• _Exercise requirements_:
Would you copy out, exactly as written, each line from the one containing "let file = File::create(output)?;" to the end of the records below?

+++ Record excerpts +++

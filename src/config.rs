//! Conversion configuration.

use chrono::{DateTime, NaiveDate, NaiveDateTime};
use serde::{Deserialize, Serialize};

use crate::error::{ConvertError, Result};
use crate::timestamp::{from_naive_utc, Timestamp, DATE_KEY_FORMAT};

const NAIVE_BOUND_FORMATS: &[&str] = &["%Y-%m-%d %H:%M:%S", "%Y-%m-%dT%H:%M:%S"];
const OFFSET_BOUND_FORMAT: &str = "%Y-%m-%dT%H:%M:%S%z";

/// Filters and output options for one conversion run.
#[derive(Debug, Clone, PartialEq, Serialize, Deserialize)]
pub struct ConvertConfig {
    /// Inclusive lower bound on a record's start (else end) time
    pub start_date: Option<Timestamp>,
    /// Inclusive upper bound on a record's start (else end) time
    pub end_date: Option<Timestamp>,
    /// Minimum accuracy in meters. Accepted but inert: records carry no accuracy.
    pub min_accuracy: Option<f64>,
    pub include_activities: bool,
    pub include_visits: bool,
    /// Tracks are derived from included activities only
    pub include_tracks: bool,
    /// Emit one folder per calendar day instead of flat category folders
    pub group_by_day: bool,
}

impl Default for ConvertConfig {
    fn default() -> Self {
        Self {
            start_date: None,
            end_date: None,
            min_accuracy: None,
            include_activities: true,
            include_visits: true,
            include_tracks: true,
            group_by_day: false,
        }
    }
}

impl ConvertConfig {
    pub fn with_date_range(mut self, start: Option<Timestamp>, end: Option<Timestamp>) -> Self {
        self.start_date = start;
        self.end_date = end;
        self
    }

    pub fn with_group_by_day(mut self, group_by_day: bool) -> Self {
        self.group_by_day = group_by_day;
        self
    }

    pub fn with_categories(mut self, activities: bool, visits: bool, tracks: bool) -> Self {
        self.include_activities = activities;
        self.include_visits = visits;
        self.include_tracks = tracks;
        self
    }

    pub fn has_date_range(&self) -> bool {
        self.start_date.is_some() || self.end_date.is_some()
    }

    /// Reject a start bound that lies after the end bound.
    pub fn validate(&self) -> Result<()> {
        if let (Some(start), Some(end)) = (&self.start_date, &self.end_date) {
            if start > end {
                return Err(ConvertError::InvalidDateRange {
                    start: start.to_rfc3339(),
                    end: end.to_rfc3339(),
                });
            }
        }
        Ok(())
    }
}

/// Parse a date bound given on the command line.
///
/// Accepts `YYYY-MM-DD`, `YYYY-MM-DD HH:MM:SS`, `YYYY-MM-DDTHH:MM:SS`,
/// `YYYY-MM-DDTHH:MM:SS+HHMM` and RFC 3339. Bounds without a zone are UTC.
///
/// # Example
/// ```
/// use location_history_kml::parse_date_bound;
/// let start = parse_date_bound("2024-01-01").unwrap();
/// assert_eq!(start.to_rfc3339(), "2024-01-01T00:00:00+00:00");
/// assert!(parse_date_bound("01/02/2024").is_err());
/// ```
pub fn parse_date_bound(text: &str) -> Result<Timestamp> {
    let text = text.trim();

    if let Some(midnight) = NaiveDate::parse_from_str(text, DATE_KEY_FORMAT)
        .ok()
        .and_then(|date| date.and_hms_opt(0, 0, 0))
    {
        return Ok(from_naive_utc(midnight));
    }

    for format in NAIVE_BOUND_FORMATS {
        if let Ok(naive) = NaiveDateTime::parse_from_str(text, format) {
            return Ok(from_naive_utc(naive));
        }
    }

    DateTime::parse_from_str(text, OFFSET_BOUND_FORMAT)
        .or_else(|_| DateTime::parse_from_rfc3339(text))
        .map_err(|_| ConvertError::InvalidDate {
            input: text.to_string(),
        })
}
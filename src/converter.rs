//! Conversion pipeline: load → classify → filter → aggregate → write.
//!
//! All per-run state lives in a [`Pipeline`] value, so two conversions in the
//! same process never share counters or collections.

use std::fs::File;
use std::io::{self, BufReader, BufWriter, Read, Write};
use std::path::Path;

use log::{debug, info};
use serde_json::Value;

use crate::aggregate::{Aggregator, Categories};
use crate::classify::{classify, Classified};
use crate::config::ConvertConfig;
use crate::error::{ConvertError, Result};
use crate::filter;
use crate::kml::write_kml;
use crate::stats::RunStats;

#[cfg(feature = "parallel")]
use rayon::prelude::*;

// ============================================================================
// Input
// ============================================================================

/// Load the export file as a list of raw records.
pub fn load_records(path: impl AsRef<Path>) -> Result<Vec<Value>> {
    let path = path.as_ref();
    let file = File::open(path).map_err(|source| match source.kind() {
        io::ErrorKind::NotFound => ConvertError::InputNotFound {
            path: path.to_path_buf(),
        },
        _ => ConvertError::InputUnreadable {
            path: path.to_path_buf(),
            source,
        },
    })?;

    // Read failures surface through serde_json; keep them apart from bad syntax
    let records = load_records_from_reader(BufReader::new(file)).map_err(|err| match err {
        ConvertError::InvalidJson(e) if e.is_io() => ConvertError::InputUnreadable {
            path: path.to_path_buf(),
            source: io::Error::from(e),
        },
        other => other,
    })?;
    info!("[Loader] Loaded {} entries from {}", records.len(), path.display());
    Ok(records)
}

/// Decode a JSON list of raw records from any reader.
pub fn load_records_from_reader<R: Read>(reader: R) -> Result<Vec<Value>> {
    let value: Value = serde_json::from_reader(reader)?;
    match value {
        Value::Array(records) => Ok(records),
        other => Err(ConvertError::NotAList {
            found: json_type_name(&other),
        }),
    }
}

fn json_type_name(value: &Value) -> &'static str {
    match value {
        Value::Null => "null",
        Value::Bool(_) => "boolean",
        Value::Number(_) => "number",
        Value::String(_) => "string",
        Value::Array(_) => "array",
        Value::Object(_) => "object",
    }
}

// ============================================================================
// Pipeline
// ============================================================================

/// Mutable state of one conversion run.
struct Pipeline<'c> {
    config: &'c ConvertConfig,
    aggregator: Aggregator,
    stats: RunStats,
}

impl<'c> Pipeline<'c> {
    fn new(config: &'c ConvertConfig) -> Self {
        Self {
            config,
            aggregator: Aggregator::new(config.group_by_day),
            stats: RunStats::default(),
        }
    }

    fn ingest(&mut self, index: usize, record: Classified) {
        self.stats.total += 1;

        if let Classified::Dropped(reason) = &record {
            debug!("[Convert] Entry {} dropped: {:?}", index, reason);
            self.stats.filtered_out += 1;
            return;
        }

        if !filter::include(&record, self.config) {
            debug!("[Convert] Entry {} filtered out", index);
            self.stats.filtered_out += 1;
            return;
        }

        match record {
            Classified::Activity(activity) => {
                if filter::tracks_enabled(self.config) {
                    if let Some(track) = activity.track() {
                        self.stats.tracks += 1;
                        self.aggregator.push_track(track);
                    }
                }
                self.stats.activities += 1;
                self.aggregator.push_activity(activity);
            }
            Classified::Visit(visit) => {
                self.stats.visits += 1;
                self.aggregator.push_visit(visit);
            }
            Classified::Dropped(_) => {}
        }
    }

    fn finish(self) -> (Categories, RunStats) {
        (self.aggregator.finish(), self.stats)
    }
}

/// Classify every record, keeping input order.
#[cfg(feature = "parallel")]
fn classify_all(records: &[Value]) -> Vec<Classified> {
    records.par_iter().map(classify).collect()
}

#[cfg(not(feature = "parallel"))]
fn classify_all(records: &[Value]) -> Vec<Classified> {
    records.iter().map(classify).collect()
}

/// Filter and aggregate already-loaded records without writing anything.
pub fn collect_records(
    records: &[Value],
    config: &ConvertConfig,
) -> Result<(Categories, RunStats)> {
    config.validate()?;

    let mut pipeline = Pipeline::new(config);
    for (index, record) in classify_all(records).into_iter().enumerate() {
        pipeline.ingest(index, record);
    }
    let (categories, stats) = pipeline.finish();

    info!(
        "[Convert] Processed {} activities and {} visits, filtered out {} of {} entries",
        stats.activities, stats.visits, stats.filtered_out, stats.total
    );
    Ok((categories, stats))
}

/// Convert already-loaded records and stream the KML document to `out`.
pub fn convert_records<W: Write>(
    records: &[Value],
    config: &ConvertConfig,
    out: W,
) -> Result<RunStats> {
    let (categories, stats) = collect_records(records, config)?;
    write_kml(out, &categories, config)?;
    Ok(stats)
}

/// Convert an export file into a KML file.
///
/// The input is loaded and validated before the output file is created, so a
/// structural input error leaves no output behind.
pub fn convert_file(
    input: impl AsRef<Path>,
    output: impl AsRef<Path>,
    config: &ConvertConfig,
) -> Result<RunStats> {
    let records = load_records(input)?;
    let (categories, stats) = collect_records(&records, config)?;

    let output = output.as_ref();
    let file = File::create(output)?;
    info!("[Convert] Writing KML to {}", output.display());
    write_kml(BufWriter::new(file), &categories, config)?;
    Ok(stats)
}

+++

• _Reply_:
    let file = File::create(output)?;
    info!("[Convert] Writing KML to {}", output.display());
    write_kml(BufWriter::new(file), &categories, config)?;
    Ok(stats)
}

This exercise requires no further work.